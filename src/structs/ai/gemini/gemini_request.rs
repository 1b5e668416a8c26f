use serde::{Deserialize, Serialize};
use crate::structs::ai::gemini::gemini_content::GeminiContent;
use crate::structs::ai::gemini::gemini_generation_config::GeminiGenerationConfig;

#[derive(Debug, Serialize, Deserialize, Clone, PartialEq)]
#[serde(rename_all = "camelCase")]
pub struct GeminiRequest {
    pub contents: Vec<GeminiContent>,
    #[serde(skip_serializing_if = "Option::is_none")]
    pub generation_config: Option<GeminiGenerationConfig>,
}
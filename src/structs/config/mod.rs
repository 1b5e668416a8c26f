#[allow(clippy::module_inception)]
pub mod config;
pub mod ai_config;
pub mod editor_config;
pub mod storage_config;
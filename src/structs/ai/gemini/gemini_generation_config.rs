use serde::{Deserialize, Serialize};

#[derive(Debug, Serialize, Deserialize, Clone, PartialEq)]
#[serde(rename_all = "camelCase")]
pub struct GeminiGenerationConfig {
    #[serde(skip_serializing_if = "Option::is_none")]
    pub temperature: Option<f32>,
    #[serde(skip_serializing_if = "Option::is_none")]
    pub max_output_tokens: Option<u32>,
    #[serde(skip_serializing_if = "Option::is_none")]
    pub candidate_count: Option<u32>,
}
pub mod ai_provider_error;
pub mod commands;
pub mod extraction_error;
pub mod supported_language;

···

Print the data above exactly as it reads.

**Solution for this exercise**
filename src/structs/ai/gemini/gemini_request.rs
repository 1b5e668416a8c26f
use serde::{Deserialize, Serialize};
use crate::structs::ai::gemini::gemini_content::GeminiContent;
use crate::structs::ai::gemini::gemini_generation_config::GeminiGenerationConfig;

#[derive(Debug, Serialize, Deserialize, Clone, PartialEq)]
#[serde(rename_all = "camelCase")]
pub struct GeminiRequest {
    pub contents: Vec<GeminiContent>,
    #[serde(skip_serializing_if = "Option::is_none")]
    pub generation_config: Option<GeminiGenerationConfig>,
}
filename src/structs/config/mod.rs
repository 1b5e668416a8c26f
#[allow(clippy::module_inception)]
pub mod config;
pub mod ai_config;
pub mod editor_config;
pub mod storage_config;
filename src/structs/ai/gemini/gemini_generation_config.rs
use serde::{Deserialize, Serialize};

#[derive(Debug, Serialize, Deserialize, Clone, PartialEq)]
#[serde(rename_all = "camelCase")]
pub struct GeminiGenerationConfig {
    #[serde(skip_serializing_if = "Option::is_none")]
    pub temperature: Option<f32>,
    #[serde(skip_serializing_if = "Option::is_none")]
    pub max_output_tokens: Option<u32>,
    #[serde(skip_serializing_if = "Option::is_none")]
    pub candidate_count: Option<u32>,
}
pub mod ai_provider_error;
pub mod commands;
pub mod extraction_error;
pub mod supported_language;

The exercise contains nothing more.